▶ Work order
Each line below that holds the word "matches" counts once. Say how many such lines there are, and no more.

[Stored data]
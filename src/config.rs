//! Application configuration
//!
//! Loaded from a TOML file, by default
//! `~/.config/texnouz-billing/config.toml`. Every section and field is
//! optional; missing values take the defaults below.
//!
//! ```toml
//! [server]
//! api_port = 8080
//! ws_port = 9000
//!
//! [billing]
//! floor_threshold = "30"
//! poll_interval_secs = 60
//!
//! [[providers.wallets]]
//! id_tag = "TAG-001"
//! balance = "250"
//! unit_rate = "8"
//! ```

use std::collections::HashMap;
use std::path::{Path, PathBuf};
use std::time::Duration;

use rust_decimal::Decimal;
use rust_decimal_macros::dec;
use serde::{Deserialize, Serialize};
use thiserror::Error;

use crate::application::services::{DEFAULT_FLAT_TAX_PERCENT, DEFAULT_FLOOR_THRESHOLD};
use crate::domain::{ChargingSchedule, TariffClock, TariffWindow, WalletSnapshot};

/// Environment variable pointing at the config file
pub const CONFIG_ENV: &str = "BILLING_CONFIG";

#[derive(Debug, Error)]
pub enum ConfigError {
    #[error("Failed to read {path}: {source}")]
    Read {
        path: PathBuf,
        #[source]
        source: std::io::Error,
    },

    #[error("Invalid TOML in {path}: {source}")]
    Parse {
        path: PathBuf,
        #[source]
        source: toml::de::Error,
    },

    #[error("Invalid configuration: {0}")]
    Invalid(String),
}

/// `$BILLING_CONFIG`, else `~/.config/texnouz-billing/config.toml`.
pub fn default_config_path() -> PathBuf {
    if let Ok(path) = std::env::var(CONFIG_ENV) {
        return PathBuf::from(path);
    }
    dirs_next::config_dir()
        .unwrap_or_else(|| PathBuf::from("."))
        .join("texnouz-billing")
        .join("config.toml")
}

#[derive(Debug, Clone, Default, Serialize, Deserialize)]
#[serde(default)]
pub struct AppConfig {
    pub server: ServerConfig,
    pub logging: LoggingConfig,
    pub database: DatabaseSettings,
    pub billing: BillingConfig,
    pub commands: CommandsConfig,
    pub providers: ProvidersConfig,
}

impl AppConfig {
    pub fn load(path: &Path) -> Result<Self, ConfigError> {
        let text = std::fs::read_to_string(path).map_err(|source| ConfigError::Read {
            path: path.to_path_buf(),
            source,
        })?;
        let config = Self::from_toml_str(&text).map_err(|e| match e {
            ConfigError::Parse { source, .. } => ConfigError::Parse {
                path: path.to_path_buf(),
                source,
            },
            other => other,
        })?;
        Ok(config)
    }

    pub fn from_toml_str(text: &str) -> Result<Self, ConfigError> {
        let config: Self = toml::from_str(text).map_err(|source| ConfigError::Parse {
            path: PathBuf::new(),
            source,
        })?;
        config.validate()?;
        Ok(config)
    }

    pub fn validate(&self) -> Result<(), ConfigError> {
        if self.billing.poll_interval_secs == 0 {
            return Err(ConfigError::Invalid(
                "billing.poll_interval_secs must be positive".into(),
            ));
        }
        if self.billing.floor_threshold < Decimal::ZERO {
            return Err(ConfigError::Invalid(
                "billing.floor_threshold must not be negative".into(),
            ));
        }
        if self.billing.tariff_utc_offset_minutes.abs() >= 24 * 60 {
            return Err(ConfigError::Invalid(format!(
                "billing.tariff_utc_offset_minutes out of range: {}",
                self.billing.tariff_utc_offset_minutes
            )));
        }
        if self.commands.response_timeout_secs == 0 {
            return Err(ConfigError::Invalid(
                "commands.response_timeout_secs must be positive".into(),
            ));
        }
        Ok(())
    }
}

// ── Sections ───────────────────────────────────────────────────

#[derive(Debug, Clone, Serialize, Deserialize)]
#[serde(default)]
pub struct ServerConfig {
    pub api_host: String,
    pub api_port: u16,
    pub ws_host: String,
    pub ws_port: u16,
    /// Heartbeat interval handed to chargers on boot
    pub heartbeat_interval: u32,
    pub shutdown_timeout: u64,
}

impl Default for ServerConfig {
    fn default() -> Self {
        Self {
            api_host: "0.0.0.0".to_string(),
            api_port: 8080,
            ws_host: "0.0.0.0".to_string(),
            ws_port: 9000,
            heartbeat_interval: 300,
            shutdown_timeout: 30,
        }
    }
}

impl ServerConfig {
    pub fn api_address(&self) -> String {
        format!("{}:{}", self.api_host, self.api_port)
    }

    pub fn ws_address(&self) -> String {
        format!("{}:{}", self.ws_host, self.ws_port)
    }
}

#[derive(Debug, Clone, Serialize, Deserialize)]
#[serde(default)]
pub struct LoggingConfig {
    /// `RUST_LOG` takes precedence when set
    pub level: String,
    /// "text" or "json"
    pub format: String,
}

impl Default for LoggingConfig {
    fn default() -> Self {
        Self {
            level: "info".to_string(),
            format: "text".to_string(),
        }
    }
}

#[derive(Debug, Clone, Serialize, Deserialize)]
#[serde(default)]
pub struct DatabaseSettings {
    /// Keep everything in process memory instead of SQLite
    pub in_memory: bool,
    pub url: String,
}

impl Default for DatabaseSettings {
    fn default() -> Self {
        Self {
            in_memory: false,
            url: "sqlite://./billing.db?mode=rwc".to_string(),
        }
    }
}

impl DatabaseSettings {
    pub fn connection_url(&self) -> &str {
        if self.in_memory {
            "memory"
        } else {
            &self.url
        }
    }
}

#[derive(Debug, Clone, Serialize, Deserialize)]
#[serde(default)]
pub struct BillingConfig {
    /// Remaining balance at or below which every open session is stopped
    pub floor_threshold: Decimal,
    pub poll_interval_secs: u64,
    /// Tax applied by the streaming guard on the flat rate
    pub flat_tax_percent: Decimal,
    /// Offset of the local time tariffs and schedules are written in
    pub tariff_utc_offset_minutes: i32,
    pub stop_cooldown_secs: u64,
    /// How long a last-energy baseline lives without being touched
    pub energy_cache_ttl_secs: u64,
    /// How long an unconsumed stop reason is kept
    pub stop_reason_ttl_secs: u64,
    pub schedule_interval_secs: u64,
    pub schedule_tolerance_secs: i64,
}

impl Default for BillingConfig {
    fn default() -> Self {
        Self {
            floor_threshold: DEFAULT_FLOOR_THRESHOLD,
            poll_interval_secs: 60,
            flat_tax_percent: DEFAULT_FLAT_TAX_PERCENT,
            tariff_utc_offset_minutes: 330,
            stop_cooldown_secs: 60,
            energy_cache_ttl_secs: 24 * 3600,
            stop_reason_ttl_secs: 24 * 3600,
            schedule_interval_secs: 30,
            schedule_tolerance_secs: 60,
        }
    }
}

impl BillingConfig {
    pub fn clock(&self) -> TariffClock {
        TariffClock::from_offset_minutes(self.tariff_utc_offset_minutes)
    }

    pub fn stop_cooldown(&self) -> Duration {
        Duration::from_secs(self.stop_cooldown_secs)
    }

    pub fn energy_cache_ttl(&self) -> Duration {
        Duration::from_secs(self.energy_cache_ttl_secs)
    }

    pub fn stop_reason_ttl(&self) -> Duration {
        Duration::from_secs(self.stop_reason_ttl_secs)
    }
}

#[derive(Debug, Clone, Serialize, Deserialize)]
#[serde(default)]
pub struct CommandsConfig {
    /// How long to wait for a charger to answer a remote command
    pub response_timeout_secs: u64,
}

impl Default for CommandsConfig {
    fn default() -> Self {
        Self {
            response_timeout_secs: 30,
        }
    }
}

impl CommandsConfig {
    pub fn response_timeout(&self) -> Duration {
        Duration::from_secs(self.response_timeout_secs)
    }
}

/// Static provider tables for standalone runs.
#[derive(Debug, Clone, Default, Serialize, Deserialize)]
#[serde(default)]
pub struct ProvidersConfig {
    pub wallets: Vec<WalletEntry>,
    /// Tariff windows per charge box id
    pub tariffs: HashMap<String, Vec<TariffWindow>>,
    /// Windows for chargers without their own table
    pub default_tariff: Vec<TariffWindow>,
    pub schedules: Vec<ChargingSchedule>,
}

#[derive(Debug, Clone, Serialize, Deserialize)]
pub struct WalletEntry {
    pub id_tag: String,
    pub balance: Decimal,
    #[serde(default = "default_unit_rate")]
    pub unit_rate: Decimal,
}

fn default_unit_rate() -> Decimal {
    dec!(0)
}

impl ProvidersConfig {
    pub fn wallet_snapshots(&self) -> Vec<(String, WalletSnapshot)> {
        self.wallets
            .iter()
            .map(|w| (w.id_tag.clone(), WalletSnapshot::new(w.balance, w.unit_rate)))
            .collect()
    }
}

#[cfg(test)]
mod tests {
    use super::*;

    #[test]
    fn empty_file_gives_defaults() {
        let config = AppConfig::from_toml_str("").unwrap();
        assert_eq!(config.billing.floor_threshold, dec!(30));
        assert_eq!(config.billing.flat_tax_percent, dec!(18));
        assert_eq!(config.billing.tariff_utc_offset_minutes, 330);
        assert_eq!(config.server.ws_address(), "0.0.0.0:9000");
        assert!(!config.database.in_memory);
    }

    #[test]
    fn provider_tables_are_parsed() {
        let config = AppConfig::from_toml_str(
            r#"
            [billing]
            floor_threshold = "50"
            poll_interval_secs = 15

            [[providers.wallets]]
            id_tag = "TAG-001"
            balance = "250.5"
            unit_rate = "8"

            [[providers.tariffs.CP001]]
            start_time = "06:00:00"
            end_time = "22:00:00"
            unit_rate = "10"
            tax_rate_percent = "18"

            [[providers.schedules]]
            charger_id = "CP001"
            connector_id = 1
            id_tag = "TAG-001"
            start = "2024-05-01T22:00:00"
            end = "2024-05-02T06:00:00"
            "#,
        )
        .unwrap();

        assert_eq!(config.billing.floor_threshold, dec!(50));
        assert_eq!(config.billing.poll_interval_secs, 15);
        assert_eq!(
            config.providers.wallet_snapshots(),
            vec![("TAG-001".to_string(), WalletSnapshot::new(dec!(250.5), dec!(8)))]
        );
        assert_eq!(config.providers.tariffs["CP001"][0].unit_rate, dec!(10));
        assert_eq!(config.providers.schedules.len(), 1);
    }

    #[test]
    fn invalid_values_are_rejected() {
        let err = AppConfig::from_toml_str("[billing]\npoll_interval_secs = 0").unwrap_err();
        assert!(matches!(err, ConfigError::Invalid(_)));

        let err = AppConfig::from_toml_str("[server\n").unwrap_err();
        assert!(matches!(err, ConfigError::Parse { .. }));
    }
}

▶ Answer space
2